### TASK
Produce again, without any change, the lines running from the one with "pub async fn backfill_keys(settings: &AppSettings, store: &dyn" through the final line of the data below, and only those.

(RECORDS begins)

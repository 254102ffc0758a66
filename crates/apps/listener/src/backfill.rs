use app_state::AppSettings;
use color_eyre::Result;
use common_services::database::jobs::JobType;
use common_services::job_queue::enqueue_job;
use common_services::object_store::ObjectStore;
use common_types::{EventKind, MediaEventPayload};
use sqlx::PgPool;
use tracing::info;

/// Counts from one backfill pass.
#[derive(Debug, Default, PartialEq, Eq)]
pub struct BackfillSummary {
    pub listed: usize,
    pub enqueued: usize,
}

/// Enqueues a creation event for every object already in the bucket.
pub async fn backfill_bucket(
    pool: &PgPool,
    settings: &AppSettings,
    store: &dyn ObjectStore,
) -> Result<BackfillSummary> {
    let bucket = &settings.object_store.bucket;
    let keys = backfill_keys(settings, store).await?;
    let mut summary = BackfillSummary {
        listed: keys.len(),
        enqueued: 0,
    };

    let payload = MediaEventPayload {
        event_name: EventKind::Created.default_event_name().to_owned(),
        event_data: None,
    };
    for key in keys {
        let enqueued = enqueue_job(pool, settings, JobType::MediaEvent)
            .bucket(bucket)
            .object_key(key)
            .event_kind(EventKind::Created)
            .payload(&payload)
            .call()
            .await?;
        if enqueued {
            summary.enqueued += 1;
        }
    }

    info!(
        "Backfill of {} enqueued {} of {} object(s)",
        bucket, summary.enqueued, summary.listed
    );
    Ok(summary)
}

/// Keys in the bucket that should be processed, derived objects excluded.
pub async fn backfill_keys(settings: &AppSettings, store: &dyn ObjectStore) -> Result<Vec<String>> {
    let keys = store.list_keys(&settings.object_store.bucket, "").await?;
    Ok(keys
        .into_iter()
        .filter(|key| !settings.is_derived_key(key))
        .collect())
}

(RECORDS ends)

### THE ANSWER
pub async fn backfill_keys(settings: &AppSettings, store: &dyn ObjectStore) -> Result<Vec<String>> {
    let keys = store.list_keys(&settings.object_store.bucket, "").await?;
    Ok(keys
        .into_iter()
        .filter(|key| !settings.is_derived_key(key))
        .collect())
}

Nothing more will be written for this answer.